The 2014-ordered passenger/vehicle ferries MF Leiger and MF Tiiu of the Estonian TS Laevad were built in 2016. The MF Estonia 2016, a 114 m-long ferry with a capacity of 600 passengers and 150 vehicles, was built for the Port of Tallinn.

The 84.5 m-long ferry MF Sildafjord of the Norwegian Fjord1 ASA, which can carry 299 passengers and 83 vehicles, was launched in July 2019, and delivered in May 2020. Two more ferries, the MF Florøy and MF Hillefjord, were delivered to Fjord1 ASA early 2020.

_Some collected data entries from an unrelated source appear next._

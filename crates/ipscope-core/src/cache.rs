//! Cached response snapshots.

use crate::request::RequestKey;
use crate::{Error, Result};
use chrono::{DateTime, Duration, Utc};
use serde::de::DeserializeOwned;
use serde::{Deserialize, Serialize};
use std::collections::BTreeMap;

/// A stored copy of a response: status, headers and body.
///
/// Header names are kept lower-cased.
#[derive(Debug, Clone, PartialEq, Eq, Serialize, Deserialize)]
pub struct ResponseSnapshot {
    pub status: u16,
    #[serde(default)]
    pub status_text: String,
    #[serde(default)]
    pub headers: BTreeMap<String, String>,
    #[serde(with = "body_base64")]
    pub body: Vec<u8>,
    /// Final URL the response was served from, if known.
    #[serde(default, skip_serializing_if = "Option::is_none")]
    pub url: Option<String>,
    /// When the snapshot was written to a cache partition.
    #[serde(default, skip_serializing_if = "Option::is_none")]
    pub stored_at: Option<DateTime<Utc>>,
}

impl ResponseSnapshot {
    pub fn new(status: u16, body: impl Into<Vec<u8>>) -> Self {
        Self {
            status,
            status_text: default_status_text(status).to_string(),
            headers: BTreeMap::new(),
            body: body.into(),
            url: None,
            stored_at: None,
        }
    }

    /// A `200 OK` response.
    pub fn ok(body: impl Into<Vec<u8>>) -> Self {
        Self::new(200, body)
    }

    /// A `200 OK` JSON response.
    pub fn json<T: Serialize>(value: &T) -> Result<Self> {
        let body = serde_json::to_vec(value)?;
        Ok(Self::ok(body).with_header("content-type", "application/json"))
    }

    pub fn with_header(mut self, name: impl Into<String>, value: impl Into<String>) -> Self {
        self.headers
            .insert(name.into().to_ascii_lowercase(), value.into());
        self
    }

    pub fn with_url(mut self, url: impl Into<String>) -> Self {
        self.url = Some(url.into());
        self
    }

    /// Copy of this snapshot stamped with its storage time.
    pub fn stamped(&self, now: DateTime<Utc>) -> Self {
        let mut copy = self.clone();
        copy.stored_at = Some(now);
        copy
    }

    pub fn header(&self, name: &str) -> Option<&str> {
        self.headers
            .get(&name.to_ascii_lowercase())
            .map(String::as_str)
    }

    pub fn content_type(&self) -> Option<&str> {
        self.header("content-type")
    }

    /// Only `200` responses are ever written to a cache partition.
    pub fn is_cacheable(&self) -> bool {
        self.status == 200
    }

    pub fn text(&self) -> Result<String> {
        String::from_utf8(self.body.clone())
            .map_err(|e| Error::Serialization(format!("Response body is not UTF-8: {}", e)))
    }

    pub fn json_body<T: DeserializeOwned>(&self) -> Result<T> {
        Ok(serde_json::from_slice(&self.body)?)
    }

    /// Freshness lifetime from `Cache-Control: max-age`.
    pub fn max_age(&self) -> Option<Duration> {
        self.header("cache-control")?
            .split(',')
            .map(str::trim)
            .find_map(|directive| directive.strip_prefix("max-age="))
            .and_then(|secs| secs.trim().parse::<i64>().ok())
            .map(Duration::seconds)
    }

    /// Whether the snapshot is still within its freshness lifetime.
    ///
    /// Snapshots without a storage time or `max-age` are never fresh.
    pub fn is_fresh(&self, now: DateTime<Utc>) -> bool {
        match (self.stored_at, self.max_age()) {
            (Some(stored_at), Some(max_age)) => now < stored_at + max_age,
            _ => false,
        }
    }
}

fn default_status_text(status: u16) -> &'static str {
    match status {
        200 => "OK",
        204 => "No Content",
        301 => "Moved Permanently",
        302 => "Found",
        304 => "Not Modified",
        400 => "Bad Request",
        401 => "Unauthorized",
        403 => "Forbidden",
        404 => "Not Found",
        429 => "Too Many Requests",
        500 => "Internal Server Error",
        502 => "Bad Gateway",
        503 => "Service Unavailable",
        _ => "",
    }
}

/// Summary of a stored entry, used for listings.
#[derive(Debug, Clone, Serialize, Deserialize)]
pub struct CacheEntry {
    pub key: RequestKey,
    pub status: u16,
    pub size_bytes: u64,
    pub stored_at: Option<DateTime<Utc>>,
}

impl CacheEntry {
    pub fn from_snapshot(key: RequestKey, snapshot: &ResponseSnapshot) -> Self {
        Self {
            key,
            status: snapshot.status,
            size_bytes: snapshot.body.len() as u64,
            stored_at: snapshot.stored_at,
        }
    }
}

mod body_base64 {
    use base64::{Engine, engine::general_purpose::STANDARD};
    use serde::{Deserialize, Deserializer, Serializer};

    pub fn serialize<S: Serializer>(body: &[u8], serializer: S) -> Result<S::Ok, S::Error> {
        serializer.serialize_str(&STANDARD.encode(body))
    }

    pub fn deserialize<'de, D: Deserializer<'de>>(deserializer: D) -> Result<Vec<u8>, D::Error> {
        let encoded = String::deserialize(deserializer)?;
        STANDARD
            .decode(encoded.as_bytes())
            .map_err(serde::de::Error::custom)
    }
}
//! Port traits (hexagonal architecture).
//!
//! These traits define the interfaces between the caching core and its
//! adapters: the durable store, the network and the upstream lookup API.

use crate::cache::{CacheEntry, ResponseSnapshot};
use crate::request::{Request, RequestKey};
use crate::snapshot::IpSnapshot;
use crate::Result;
use async_trait::async_trait;

/// Durable storage partitioned into named caches.
///
/// Implementations must be safe for concurrent reads and writes from
/// multiple in-flight tasks.
#[async_trait]
pub trait CacheStorage: Send + Sync {
    /// Open a partition, creating it if it does not exist.
    async fn open(&self, name: &str) -> Result<()>;

    /// Whether a partition exists.
    async fn has(&self, name: &str) -> Result<bool>;

    /// Names of all existing partitions.
    async fn keys(&self) -> Result<Vec<String>>;

    /// Delete a partition. Returns whether it existed.
    async fn delete(&self, name: &str) -> Result<bool>;

    /// Look up a request in one partition.
    async fn lookup(&self, name: &str, key: &RequestKey) -> Result<Option<ResponseSnapshot>>;

    /// Store a response, creating the partition if needed.
    async fn put(&self, name: &str, key: &RequestKey, response: &ResponseSnapshot) -> Result<()>;

    /// List the entries held by a partition.
    async fn entries(&self, name: &str) -> Result<Vec<CacheEntry>>;

    /// Look up a request across every partition, in `keys()` order.
    async fn lookup_any(&self, key: &RequestKey) -> Result<Option<ResponseSnapshot>> {
        for name in self.keys().await? {
            if let Some(hit) = self.lookup(&name, key).await? {
                return Ok(Some(hit));
            }
        }
        Ok(None)
    }
}

/// The network: performs a request and returns whatever the server sent.
///
/// Non-2xx statuses are successful fetches; only transport failures and
/// timeouts are errors.
#[async_trait]
pub trait Fetcher: Send + Sync {
    async fn fetch(&self, request: &Request) -> Result<ResponseSnapshot>;
}

/// Upstream public-address lookup.
#[async_trait]
pub trait IpLookup: Send + Sync {
    /// Full JSON snapshot.
    async fn lookup(&self) -> Result<IpSnapshot>;

    /// Plain-text address only.
    async fn current_ip(&self) -> Result<String>;
}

In January 2021, the shipyard delivered the 84.40 m-long well-boat Aqua Skye, a fishing boat with the capability to store live fish and transport them, to the Norwegian DESS Aquaculture Shipping.

The 83 m-long well-boat Gåsø Høvding of the Norvegian Frøy was launched in January 2021.

The approximately 145 m-long 4.3 MW hybrid electric ferry MF Bastø Electric of the Norwegian Bastø Fosen, which can carry 600 passengers and 200 vehicles, was delivered in February 2021; it is an environmentally friendly ship with zero emissions.

In March 2021, another hybrid electric ferry of Bastø Fosen, the 54 m-long MF Svelvik for 100 passengers and 30 vehicles, was launched.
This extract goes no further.